A Rebuttal to “Artificial Intelligence Agents in Cancer Research and Oncology” (Nature Reviews Cancer, 2025). We simulate The 100 Prisoners Problem to illustrate.
To support our work, consider a paid subsription.
The Nature Reviews Cancer article by Truhn, Azizi, Zou, Cerda-Alberich, Mahmood, and Kather (2025) cautiously promotes the use of AI agents in cancer research and clinical oncology. But in its careful delineation of agents as workflow-augmented tools and its equivocation on the necessity of multi-agent systems, the paper preserves institutional authority at the cost of scientific progress. This rebuttal argues that the core pathology of modern cancer research is not lack of tools, but the human enforcement of a narrow hypothesis space. Lives are lost not from lack of models, but from the policing of which questions may be asked. Contrary to Truhn et al.’s recommendations, multi-agent AI systems must be deployed not as clinical assistants, but as adversarial epistemic instruments: reality-checking, hypothesis-expanding, and outcome-optimizing systems that challenge the assumptions humans leave unexamined. Anything less is both ethically and scientifically insufficient.

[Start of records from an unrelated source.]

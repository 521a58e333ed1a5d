//! Google sign-in handlers.
//!
//! # Flow
//!
//! 1. `GET /auth/google`: generate a CSRF `state`, store it in the
//!    `oauth_state` cookie, redirect to Google
//! 2. Google redirects back to `GET /auth/google/callback?code=..&state=..`
//! 3. Verify `state` against the cookie, exchange `code` for a profile
//! 4. Find-or-create the principal, create a session, set `sid`, redirect to `/`
//!
//! Any failure in steps 3-4 sends the browser back to `/login`.

use crate::context::AuthContext;
use crate::cookies::{
    expire_cookie, read_cookie, set_cookie, SESSION_COOKIE, STATE_COOKIE, STATE_COOKIE_MAX_AGE,
};
use crate::error::AuthError;
use crate::extractors::LOGIN_PATH;
use crate::state::Principal;
use axum::{
    extract::{Query, State},
    http::{header, HeaderMap},
    response::{AppendHeaders, IntoResponse, Redirect, Response},
    Json,
};
use base64::Engine;
use custom_orders_web::{AppError, CorrelationId};
use serde::{Deserialize, Serialize};

/// Response for `GET /login`.
#[derive(Debug, Clone, Serialize)]
#[serde(rename_all = "camelCase")]
pub struct LoginResponse {
    /// Human-readable hint.
    pub message: &'static str,
    /// Where to start the sign-in round trip.
    pub login_url: &'static str,
}

/// `GET /login`
///
/// Points the client at the provider redirect.
#[allow(clippy::unused_async)]
pub async fn login() -> Json<LoginResponse> {
    Json(LoginResponse {
        message: "Sign in with Google",
        login_url: "/auth/google",
    })
}

/// Generate a cryptographically secure CSRF state (32 random bytes, URL-safe base64).
#[must_use]
pub fn generate_csrf_state() -> String {
    let bytes: [u8; 32] = rand::random();
    base64::engine::general_purpose::URL_SAFE_NO_PAD.encode(bytes)
}

/// `GET /auth/google`
///
/// # Response
///
/// 303 to Google's consent page, with the `oauth_state` cookie set.
#[tracing::instrument(skip(ctx, correlation_id), fields(correlation_id = %correlation_id.0))]
pub async fn google_redirect(
    State(ctx): State<AuthContext>,
    correlation_id: CorrelationId,
) -> Result<Response, AppError> {
    let state = generate_csrf_state();
    let authorization_url = ctx.identity.authorization_url(&state)?;

    let cookie = set_cookie(
        STATE_COOKIE,
        &state,
        STATE_COOKIE_MAX_AGE,
        ctx.config.secure_cookies,
    );

    Ok((
        AppendHeaders([(header::SET_COOKIE, cookie)]),
        Redirect::to(&authorization_url),
    )
        .into_response())
}

/// Query parameters Google appends to the callback URL.
#[derive(Debug, Clone, Deserialize)]
pub struct CallbackQuery {
    /// Authorization code.
    pub code: Option<String>,
    /// CSRF state echoed back.
    pub state: Option<String>,
    /// Set when the user denied consent or the request was invalid.
    pub error: Option<String>,
}

/// `GET /auth/google/callback?code=..&state=..`
///
/// # Response
///
/// - Success: 303 to `/`, `sid` cookie set, `oauth_state` cleared
/// - Failure: 303 to `/login`, `oauth_state` cleared
#[tracing::instrument(skip(ctx, correlation_id, headers, query), fields(correlation_id = %correlation_id.0))]
pub async fn google_callback(
    State(ctx): State<AuthContext>,
    correlation_id: CorrelationId,
    headers: HeaderMap,
    Query(query): Query<CallbackQuery>,
) -> Response {
    let clear_state = expire_cookie(STATE_COOKIE);

    match complete_sign_in(&ctx, &headers, query).await {
        Ok((principal, session_cookie)) => {
            tracing::info!(
                principal_id = %principal.id,
                email = %principal.email,
                "Signed in"
            );
            (
                AppendHeaders([
                    (header::SET_COOKIE, session_cookie),
                    (header::SET_COOKIE, clear_state),
                ]),
                Redirect::to("/"),
            )
                .into_response()
        }
        Err(error) => {
            tracing::warn!(error = %error, "Sign-in failed");
            (
                AppendHeaders([(header::SET_COOKIE, clear_state)]),
                Redirect::to(LOGIN_PATH),
            )
                .into_response()
        }
    }
}

async fn complete_sign_in(
    ctx: &AuthContext,
    headers: &HeaderMap,
    query: CallbackQuery,
) -> Result<(Principal, String), AuthError> {
    if let Some(error) = query.error {
        return Err(AuthError::ProviderError(error));
    }

    let expected = read_cookie(headers, STATE_COOKIE).ok_or(AuthError::InvalidState)?;
    let received = query.state.ok_or(AuthError::InvalidState)?;
    if !constant_time_eq::constant_time_eq(expected.as_bytes(), received.as_bytes()) {
        return Err(AuthError::InvalidState);
    }

    let code = query
        .code
        .ok_or_else(|| AuthError::ProviderError("Missing authorization code".to_string()))?;

    let profile = ctx.identity.exchange_code(&code).await?;
    let principal = ctx.principals.find_or_create_by_external_id(profile).await?;
    let session = ctx
        .sessions
        .create(principal.id, ctx.config.session_ttl)
        .await?;

    let cookie = set_cookie(
        SESSION_COOKIE,
        &session.session_id.to_string(),
        ctx.config.cookie_max_age,
        ctx.config.secure_cookies,
    );

    Ok((principal, cookie))
}

#[cfg(test)]
mod tests {
    use super::*;

    #[test]
    fn test_csrf_state_is_random_and_url_safe() {
        let a = generate_csrf_state();
        let b = generate_csrf_state();

        assert_ne!(a, b);
        // 32 bytes, unpadded base64
        assert_eq!(a.len(), 43);
        assert!(a.chars().all(|c| c.is_ascii_alphanumeric() || c == '-' || c == '_'));
    }
}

What the Nature Review Gets Right
The review provides a valuable taxonomy: distinguishing tool-augmented large language models (LLMs) from truly agentic systems that can plan, call external functions, interact with environments, and persist knowledge across contexts. The authors acknowledge that cancer research and care involve longitudinal, multi-modal, decision-laden workflows—a context well-suited to agentic reasoning. They do not overclaim. They warn against anthropomorphism. They acknowledge the inadequacy of benchmark-driven evaluation in healthcare contexts. These are important signals of caution.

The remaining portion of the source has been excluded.